- WHAT IS EXPECTED -
In this exercise, the entries below are to be transcribed exactly, line by line.

- DATA TO USE -

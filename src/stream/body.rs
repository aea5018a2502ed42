//! Streaming response body: upstream bytes in, spliced frames out.

use std::collections::VecDeque;
use std::convert::Infallible;
use std::fmt::Display;
use std::pin::Pin;

use bytes::Bytes;
use futures_util::{Stream, StreamExt};

use super::pipeline::FramePipeline;
use super::splice::ReasoningMode;
use crate::abort::{RequestOutcome, RequestScope};
use crate::error::GatewayError;

struct BodyState<S> {
    upstream: Pin<Box<S>>,
    pipeline: FramePipeline,
    pending: VecDeque<Bytes>,
    scope: Option<RequestScope>,
}

impl<S> BodyState<S> {
    fn finish(&mut self, outcome: RequestOutcome) {
        if let Some(scope) = self.scope.take() {
            scope.finish(outcome);
        }
    }

    fn cancel(&mut self) {
        self.pending.clear();
        self.pipeline.discard();
        self.finish(RequestOutcome::Cancelled);
    }
}

/// Wrap an upstream byte stream into the downstream body stream.
///
/// The returned stream owns `scope`. It reports `Completed` once the terminal
/// frame has been handed to the consumer or upstream ended cleanly, `Failed` on an upstream read error and
/// `Cancelled` when the signal fires. Dropping it early (client gone) drops the
/// scope while armed, which aborts and reports `Cancelled` as well.
///
/// Upstream is only polled when the consumer asks for the next frame, so a
/// slow reader throttles upstream reads.
pub fn spliced_stream<S, E>(
    upstream: S,
    mode: ReasoningMode,
    scope: RequestScope,
) -> impl Stream<Item = Result<Bytes, Infallible>> + Send
where
    S: Stream<Item = Result<Bytes, E>> + Send + 'static,
    E: Display + Send + 'static,
{
    let state = BodyState {
        upstream: Box::pin(upstream),
        pipeline: FramePipeline::new(mode),
        pending: VecDeque::with_capacity(8),
        scope: Some(scope),
    };

    futures_util::stream::unfold(state, |mut state| async move {
        loop {
            let signal = match state.scope.as_ref() {
                Some(scope) if scope.signal().is_aborted() => {
                    state.cancel();
                    return None;
                }
                Some(scope) => Some(scope.signal().clone()),
                None => None,
            };

            if let Some(frame) = state.pending.pop_front() {
                return Some((Ok(frame), state));
            }
            // Every frame up to the terminal one has been handed out.
            if state.pipeline.is_terminated() {
                state.finish(RequestOutcome::Completed);
                return None;
            }
            let signal = signal?;

            let next = tokio::select! {
                biased;
                () = signal.aborted() => continue,
                next = state.upstream.next() => next,
            };

            match next {
                Some(Ok(chunk)) => {
                    state.pipeline.push_chunk(&chunk, &mut state.pending);
                }
                Some(Err(err)) => {
                    tracing::debug!(error = %err, "upstream stream failed mid-response");
                    state.pipeline.discard();
                    let err = GatewayError::Transport(err.to_string());
                    state.finish(RequestOutcome::from_error(&err));
                }
                None => {
                    let tail = state.pipeline.pending_len();
                    if tail > 0 {
                        tracing::debug!(bytes = tail, "discarding unterminated stream tail");
                        state.pipeline.discard();
                    }
                    state.finish(RequestOutcome::Completed);
                }
            }
        }
    })
}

- EXERCISE ANSWER -
filename src/stream/body.rs
repository aea5018a2502ed42
//! Streaming response body: upstream bytes in, spliced frames out.

use std::collections::VecDeque;
use std::convert::Infallible;
use std::fmt::Display;
use std::pin::Pin;

use bytes::Bytes;
use futures_util::{Stream, StreamExt};

use super::pipeline::FramePipeline;
use super::splice::ReasoningMode;
use crate::abort::{RequestOutcome, RequestScope};
use crate::error::GatewayError;

struct BodyState<S> {
    upstream: Pin<Box<S>>,
    pipeline: FramePipeline,
    pending: VecDeque<Bytes>,
    scope: Option<RequestScope>,
}

impl<S> BodyState<S> {
    fn finish(&mut self, outcome: RequestOutcome) {
        if let Some(scope) = self.scope.take() {
            scope.finish(outcome);
        }
    }

    fn cancel(&mut self) {
        self.pending.clear();
        self.pipeline.discard();
        self.finish(RequestOutcome::Cancelled);
    }
}

/// Wrap an upstream byte stream into the downstream body stream.
///
/// The returned stream owns `scope`. It reports `Completed` once the terminal
/// frame has been handed to the consumer or upstream ended cleanly, `Failed` on an upstream read error and
/// `Cancelled` when the signal fires. Dropping it early (client gone) drops the
/// scope while armed, which aborts and reports `Cancelled` as well.
///
/// Upstream is only polled when the consumer asks for the next frame, so a
/// slow reader throttles upstream reads.
pub fn spliced_stream<S, E>(
    upstream: S,
    mode: ReasoningMode,
    scope: RequestScope,
) -> impl Stream<Item = Result<Bytes, Infallible>> + Send
where
    S: Stream<Item = Result<Bytes, E>> + Send + 'static,
    E: Display + Send + 'static,
{
    let state = BodyState {
        upstream: Box::pin(upstream),
        pipeline: FramePipeline::new(mode),
        pending: VecDeque::with_capacity(8),
        scope: Some(scope),
    };

    futures_util::stream::unfold(state, |mut state| async move {
        loop {
            let signal = match state.scope.as_ref() {
                Some(scope) if scope.signal().is_aborted() => {
                    state.cancel();
                    return None;
                }
                Some(scope) => Some(scope.signal().clone()),
                None => None,
            };

            if let Some(frame) = state.pending.pop_front() {
                return Some((Ok(frame), state));
            }
            // Every frame up to the terminal one has been handed out.
            if state.pipeline.is_terminated() {
                state.finish(RequestOutcome::Completed);
                return None;
            }
            let signal = signal?;

            let next = tokio::select! {
                biased;
                () = signal.aborted() => continue,
                next = state.upstream.next() => next,
            };

            match next {
                Some(Ok(chunk)) => {
                    state.pipeline.push_chunk(&chunk, &mut state.pending);
                }
                Some(Err(err)) => {
                    tracing::debug!(error = %err, "upstream stream failed mid-response");
                    state.pipeline.discard();
                    let err = GatewayError::Transport(err.to_string());
                    state.finish(RequestOutcome::from_error(&err));
                }
                None => {
                    let tail = state.pipeline.pending_len();
                    if tail > 0 {
                        tracing::debug!(bytes = tail, "discarding unterminated stream tail");
                        state.pipeline.discard();
                    }
                    state.finish(RequestOutcome::Completed);
                }
            }
        }
    })
}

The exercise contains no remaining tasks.